Avedisian leaves Warwick sinking fast

Posted

To the Editor:

Warwick's new mayor, Joseph Solomon, must feel as if he just replaced the captain of the Titanic. Republican Scott Avedisian, the former mayor, steered the city directly into a fiscal iceberg, then jumped onto the first available lifeboat, taking a six-figure position with the state.

Avedisian became the longest-serving mayor in Warwick history by dismantling municipal and educational services while systematically redistributing hundreds of millions of dollars to pay for unsustainable retirement benefits for his special-interest supporters.

Over a 15-year period, retirement benefits have grown from 19 percent to 28 percent of the budget. To put that number in prospective, Warwick’s ratio is worse than that of San Jose, which has the worst ratio in California. A Washington Post headline about its woes -- “In San Jose, generous pensions for city workers come at expense of nearly all else" -- could have been written about Warwick.

Over the last 10 years, nearly every new tax dollar and millions from the rainy day fund were allocated to expenses for active and retired employees, leaving nothing for everything else.

The impact to social service programs has been devastating. Programs for after-school youth, family services, battered woman and the homeless were eliminated years ago. The senior services budget has been cut 40 percent. Parks and recreation cut 66 percent. Road repair, infrastructure repair and capital improvement budgets all slashed.

The school budget's allocation today is lower than in 2010. While hundreds of teaching and support staff positions have been eliminated and multiple schools have been closed, city employment has increased and spending has soared to record levels.

A decade ago, the ratio of school-to-city spending was 64-36 percent. The ratio today stands at 53-47. Under this dramatic shift, the city budget received $40 million in new tax dollars while schools only got $1.4 million.

Avedisian was the only municipal leader to take advantage of a onetime state law stripping $6 million from schools and transferring it to the city budget.

Warwick schools remain the only district in the state paying for capital improvements out of their operating budget, as the former mayor reneged on his promise to fund building repairs. Avedisian froze millions in voter-approved bonding. As a result of years of neglect, schools are crumbling.

A $600 annual out-of-pocket cap on employee family prescription drug benefits, labeled as “unheard-of” by the city's health-care expert, is costing taxpayer $4 million annually. Unfunded liabilities associated with free lifetime health care for city employees and their spouses has reached $300 million. For the first time ever, Warwick’s total actuarial accrued liability has exceeded $1 billion.

Avedisian's fiscal 2019 budget includes multi-million-dollar raises for police and municipal employees. Millions more are budgeted for increased pension and health-care costs. After the settling of the school teacher’s contact, millions more are required to pay for salary and benefit perks.

Yet for the first time ever as mayor, Avedisian submitted a budget with no tax increase. His own finance director, who was retained by Mayor Solomon, abruptly quit without notice, knowing he could not defend such a reckless spending plan containing so many fiscal time bombs ready to explode on the new mayor’s watch.

The current narrative is that the Avedisian left the city in excellent financial shape.

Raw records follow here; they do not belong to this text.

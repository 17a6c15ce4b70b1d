// Copyright 2025 eraflo
//
// Licensed under the Apache License, Version 2.0 (the "License");
// you may not use this file except in compliance with the License.
// You may obtain a copy of the License at
//
//     http://www.apache.org/licenses/LICENSE-2.0
//
// Unless required by applicable law or agreed to in writing, software
// distributed under the License is distributed on an "AS IS" BASIS,
// WITHOUT WARRANTIES OR CONDITIONS OF ANY KIND, either express or implied.
// See the License for the specific language governing permissions and
// limitations under the License.

//! The bundle of GPU allocators owned by a renderer.

use crate::{
    CommandBufferRing, ConstantBufferRing, DescriptorHeaps, GpuTimer, StaticBufferPool,
    UploadHeap,
};
use cadence_core::{FenceValue, GraphicsDevice, RenderError, RendererConfig};
use std::sync::Arc;

/// Owns the device handle and every pool built from a [`RendererConfig`].
///
/// Fields are public so callers can borrow the device and one pool at the
/// same time.
#[derive(Debug)]
pub struct RenderContext {
    /// The device every pool was created on.
    pub device: Arc<dyn GraphicsDevice>,
    /// The configuration the pools were sized from.
    pub config: RendererConfig,
    /// Descriptor pools.
    pub descriptors: DescriptorHeaps,
    /// Per-slot command buffers.
    pub command_ring: CommandBufferRing,
    /// Per-frame constant data.
    pub constants: ConstantBufferRing,
    /// Staging memory for loads.
    pub upload_heap: UploadHeap,
    /// Long-lived geometry and constants.
    pub static_pool: StaticBufferPool,
    /// Per-slot GPU timestamps.
    pub timer: GpuTimer,
}

impl RenderContext {
    /// Validates `config` and creates every pool.
    pub fn new(device: Arc<dyn GraphicsDevice>, config: RendererConfig) -> Result<Self, RenderError> {
        config.validate()?;
        let slots = config.frame_slots();
        let dev = device.as_ref();

        let descriptors = DescriptorHeaps::new(dev, &config.descriptors)?;
        let command_ring =
            CommandBufferRing::new(dev, slots, config.command_buffers_per_slot as usize)?;
        let constants = ConstantBufferRing::new(dev, config.constant_arena_size, slots)?;
        let upload_heap = UploadHeap::new(dev, config.upload_heap_size)?;
        let static_pool =
            StaticBufferPool::new(dev, config.static_pool_size, config.use_video_memory)?;
        let timer = GpuTimer::new(dev, slots, config.timestamps_per_frame)?;

        log::info!("Render context ready with {} frame slots", slots);
        Ok(Self {
            device,
            config,
            descriptors,
            command_ring,
            constants,
            upload_heap,
            static_pool,
            timer,
        })
    }

    /// Number of frame slots.
    pub fn frame_slots(&self) -> usize {
        self.command_ring.slot_count()
    }

    /// Starts a frame on every per-slot allocator and returns the slot index.
    ///
    /// Blocks until the slot's previous frame has completed.
    pub fn begin_frame(&mut self) -> Result<usize, RenderError> {
        let device = self.device.as_ref();
        let slot = self.command_ring.begin_frame(device)?;
        self.constants
            .begin_frame(slot, device.completed_fence_value())?;
        self.timer
            .begin_frame(device, slot, device.timestamp_frequency())?;
        Ok(slot)
    }

    /// Retires the current frame's allocations with `fence`.
    pub fn end_frame(&mut self, fence: FenceValue) {
        self.command_ring.finish_frame(fence);
        self.constants.end_frame(fence);
        self.timer.end_frame(fence);
    }

    /// Copies the static pool's new data to video memory, waits for every
    /// staged upload, then frees the upload heap and the static staging copy.
    ///
    /// Loads reopen both with [`UploadHeap::reopen`] and
    /// [`StaticBufferPool::reopen_staging`].
    pub fn finish_uploads(&mut self) -> Result<(), RenderError> {
        let device = self.device.as_ref();
        let encoder = self.upload_heap.encoder(device)?;
        self.static_pool.upload_data(encoder)?;
        self.upload_heap.flush_and_wait(device)?;
        self.upload_heap.release(device);
        self.static_pool.free_upload_heap(device);
        Ok(())
    }

    /// Waits for the GPU and destroys every pool.
    pub fn destroy(self) {
        if let Err(e) = self.device.wait_idle() {
            log::warn!("RenderContext: Failed to wait for the GPU: {:?}", e);
        }
        let device = self.device.as_ref();
        self.timer.destroy(device);
        self.static_pool.destroy(device);
        self.upload_heap.destroy(device);
        self.constants.destroy(device);
        self.command_ring.destroy(device);
        self.descriptors.destroy(device);
        log::info!("Render context destroyed");
    }
}

#[cfg(test)]
mod tests {
    use super::*;
    use cadence_infra::HeadlessDevice;

    fn small_config() -> RendererConfig {
        RendererConfig {
            constant_arena_size: 3 * 4096,
            static_pool_size: 1 << 16,
            upload_heap_size: 1 << 16,
            ..RendererConfig::default()
        }
    }

    #[test]
    fn test_context_creates_and_destroys_everything() {
        let device = HeadlessDevice::default();
        let context = RenderContext::new(Arc::new(device.clone()), small_config()).unwrap();
        assert_eq!(context.frame_slots(), 3);
        assert!(device.live_buffers() > 0);

        context.destroy();
        assert_eq!(device.live_buffers(), 0);
    }

    #[test]
    fn test_invalid_config_is_rejected() {
        let device = HeadlessDevice::default();
        let config = RendererConfig {
            back_buffer_count: 0,
            ..small_config()
        };
        assert!(matches!(
            RenderContext::new(Arc::new(device), config),
            Err(RenderError::Configuration(_))
        ));
    }

    #[test]
    fn test_frames_rotate_through_slots() {
        let device = HeadlessDevice::default();
        let mut context = RenderContext::new(Arc::new(device.clone()), small_config()).unwrap();
        let mut seen = Vec::new();
        for _ in 0..4 {
            let slot = context.begin_frame().unwrap();
            seen.push(slot);
            let fence = context.device.signal().unwrap();
            context.end_frame(fence);
        }
        assert_eq!(seen, vec![0, 1, 2, 0]);
    }

    #[test]
    fn test_finish_uploads_retires_staging() {
        let device = HeadlessDevice::default();
        let mut context = RenderContext::new(Arc::new(device.clone()), small_config()).unwrap();
        let geometry = context
            .static_pool
            .allocate_with_data(&device, &[7u8; 64])
            .unwrap();

        context.finish_uploads().unwrap();
        assert!(context.upload_heap.is_released());
        assert!(!context.static_pool.has_staging());

        let video = context.static_pool.gpu_buffer().unwrap();
        let contents = device.buffer_contents(video).unwrap();
        let start = geometry.offset as usize;
        assert_eq!(&contents[start..start + 64], &[7u8; 64]);

        // A second call has nothing left to do but must not fail.
        context.upload_heap.reopen(&device).unwrap();
        context.static_pool.reopen_staging(&device).unwrap();
        context.finish_uploads().unwrap();
    }
}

Providence residents can recall hearing similar comments from former Mayor David Cicilline.

Mayor Solomon and new City Council President Steve Merolla have been placed in a no-win situation. If new taxes are required, let’s not blame the new administration. That responsibly rests solely on the shoulders of Scott Avedisian, the architect of fiscal ship he built as mayor.

Solomon and Merolla should clearly identify these problems to the public. The first step in solving a problem is recognizing the problem exists.

Many painful decisions await. And unless all stakeholders understand the situation, leaders will never steer the city back to safer waters, and Warwick will sink into insolvency.

Robert Cushman,

Warwick

Robert Cushman, is a former Warwick City Council member and School Committee chairman.